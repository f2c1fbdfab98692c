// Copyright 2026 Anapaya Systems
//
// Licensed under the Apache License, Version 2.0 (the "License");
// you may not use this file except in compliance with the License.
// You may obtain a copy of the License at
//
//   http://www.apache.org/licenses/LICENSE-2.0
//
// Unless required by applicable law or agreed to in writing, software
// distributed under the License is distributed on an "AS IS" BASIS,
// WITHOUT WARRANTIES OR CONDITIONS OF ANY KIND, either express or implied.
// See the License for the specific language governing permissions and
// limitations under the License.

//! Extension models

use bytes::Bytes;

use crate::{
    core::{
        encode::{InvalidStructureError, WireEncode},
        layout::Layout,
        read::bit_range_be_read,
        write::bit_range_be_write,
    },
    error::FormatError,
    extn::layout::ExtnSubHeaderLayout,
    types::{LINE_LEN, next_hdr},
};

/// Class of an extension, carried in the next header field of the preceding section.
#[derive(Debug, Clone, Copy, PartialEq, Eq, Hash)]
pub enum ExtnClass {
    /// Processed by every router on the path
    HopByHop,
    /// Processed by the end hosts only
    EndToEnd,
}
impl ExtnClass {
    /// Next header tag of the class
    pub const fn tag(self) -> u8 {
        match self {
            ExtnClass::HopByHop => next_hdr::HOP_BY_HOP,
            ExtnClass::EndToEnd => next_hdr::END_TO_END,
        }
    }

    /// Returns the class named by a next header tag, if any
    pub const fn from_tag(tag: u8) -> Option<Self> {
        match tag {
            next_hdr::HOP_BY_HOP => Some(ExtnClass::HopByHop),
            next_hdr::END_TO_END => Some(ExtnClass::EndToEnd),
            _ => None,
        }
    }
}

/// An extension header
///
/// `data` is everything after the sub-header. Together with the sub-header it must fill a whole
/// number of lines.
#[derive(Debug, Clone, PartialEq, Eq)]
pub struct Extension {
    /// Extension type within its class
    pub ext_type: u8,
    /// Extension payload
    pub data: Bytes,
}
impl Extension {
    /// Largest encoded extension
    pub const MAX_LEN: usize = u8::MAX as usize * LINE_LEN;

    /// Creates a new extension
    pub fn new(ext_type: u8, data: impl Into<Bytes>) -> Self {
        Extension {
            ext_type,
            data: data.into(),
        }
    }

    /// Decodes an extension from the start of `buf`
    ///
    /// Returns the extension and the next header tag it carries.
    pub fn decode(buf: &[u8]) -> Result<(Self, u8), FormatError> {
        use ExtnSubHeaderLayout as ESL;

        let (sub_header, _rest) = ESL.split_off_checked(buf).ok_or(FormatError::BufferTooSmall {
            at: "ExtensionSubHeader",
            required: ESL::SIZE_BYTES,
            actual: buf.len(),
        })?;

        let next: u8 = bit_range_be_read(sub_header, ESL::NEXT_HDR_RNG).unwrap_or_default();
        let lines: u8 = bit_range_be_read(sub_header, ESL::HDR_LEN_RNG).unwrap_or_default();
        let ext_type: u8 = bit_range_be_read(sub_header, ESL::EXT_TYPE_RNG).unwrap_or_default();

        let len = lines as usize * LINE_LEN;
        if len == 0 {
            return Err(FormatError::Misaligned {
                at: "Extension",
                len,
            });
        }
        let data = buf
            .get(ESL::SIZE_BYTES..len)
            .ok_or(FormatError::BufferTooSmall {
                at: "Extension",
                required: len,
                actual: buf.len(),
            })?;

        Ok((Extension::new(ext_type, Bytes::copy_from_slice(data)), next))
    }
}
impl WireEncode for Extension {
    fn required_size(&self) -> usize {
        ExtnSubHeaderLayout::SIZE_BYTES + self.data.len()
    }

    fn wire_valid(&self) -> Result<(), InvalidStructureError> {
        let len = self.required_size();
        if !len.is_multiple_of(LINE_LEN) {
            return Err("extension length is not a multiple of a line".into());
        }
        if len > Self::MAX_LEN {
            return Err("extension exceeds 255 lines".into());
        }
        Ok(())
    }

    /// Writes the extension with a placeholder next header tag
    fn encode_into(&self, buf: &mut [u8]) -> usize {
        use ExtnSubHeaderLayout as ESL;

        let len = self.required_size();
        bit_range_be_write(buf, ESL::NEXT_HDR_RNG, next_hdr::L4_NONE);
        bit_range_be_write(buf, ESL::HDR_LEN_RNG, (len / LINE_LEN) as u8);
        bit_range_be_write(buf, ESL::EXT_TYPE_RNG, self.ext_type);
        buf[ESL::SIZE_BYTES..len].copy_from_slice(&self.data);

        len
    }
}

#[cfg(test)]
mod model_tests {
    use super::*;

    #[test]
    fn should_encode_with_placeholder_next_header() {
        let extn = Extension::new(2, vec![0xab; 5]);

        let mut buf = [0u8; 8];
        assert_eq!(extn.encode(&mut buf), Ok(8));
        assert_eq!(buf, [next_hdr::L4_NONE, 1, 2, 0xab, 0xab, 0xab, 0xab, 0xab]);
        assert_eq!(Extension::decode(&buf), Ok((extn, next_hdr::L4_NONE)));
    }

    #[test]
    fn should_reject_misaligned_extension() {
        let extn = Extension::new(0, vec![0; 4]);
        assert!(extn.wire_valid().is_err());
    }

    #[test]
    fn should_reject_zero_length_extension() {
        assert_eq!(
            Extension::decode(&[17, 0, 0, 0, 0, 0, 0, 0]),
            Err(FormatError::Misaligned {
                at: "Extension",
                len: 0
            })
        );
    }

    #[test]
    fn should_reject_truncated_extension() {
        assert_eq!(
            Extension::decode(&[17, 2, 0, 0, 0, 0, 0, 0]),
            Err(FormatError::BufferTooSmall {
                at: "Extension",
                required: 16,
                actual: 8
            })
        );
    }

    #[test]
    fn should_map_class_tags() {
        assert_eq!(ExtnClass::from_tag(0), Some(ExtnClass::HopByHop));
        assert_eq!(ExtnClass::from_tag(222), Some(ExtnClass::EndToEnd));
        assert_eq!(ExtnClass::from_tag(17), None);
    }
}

> WHAT THE TASK ASKS
Every line from the first entry to the line containing "pub enum ExtnClass" should be transcribed exactly, and nothing beyond it.

> RESPONSE BELOW
repository f2c1fbdfab98692c
// Copyright 2026 Anapaya Systems
//
// Licensed under the Apache License, Version 2.0 (the "License");
// you may not use this file except in compliance with the License.
// You may obtain a copy of the License at
//
//   http://www.apache.org/licenses/LICENSE-2.0
//
// Unless required by applicable law or agreed to in writing, software
// distributed under the License is distributed on an "AS IS" BASIS,
// WITHOUT WARRANTIES OR CONDITIONS OF ANY KIND, either express or implied.
// See the License for the specific language governing permissions and
// limitations under the License.

//! Extension models

use bytes::Bytes;

use crate::{
    core::{
        encode::{InvalidStructureError, WireEncode},
        layout::Layout,
        read::bit_range_be_read,
        write::bit_range_be_write,
    },
    error::FormatError,
    extn::layout::ExtnSubHeaderLayout,
    types::{LINE_LEN, next_hdr},
};

/// Class of an extension, carried in the next header field of the preceding section.
#[derive(Debug, Clone, Copy, PartialEq, Eq, Hash)]
pub enum ExtnClass {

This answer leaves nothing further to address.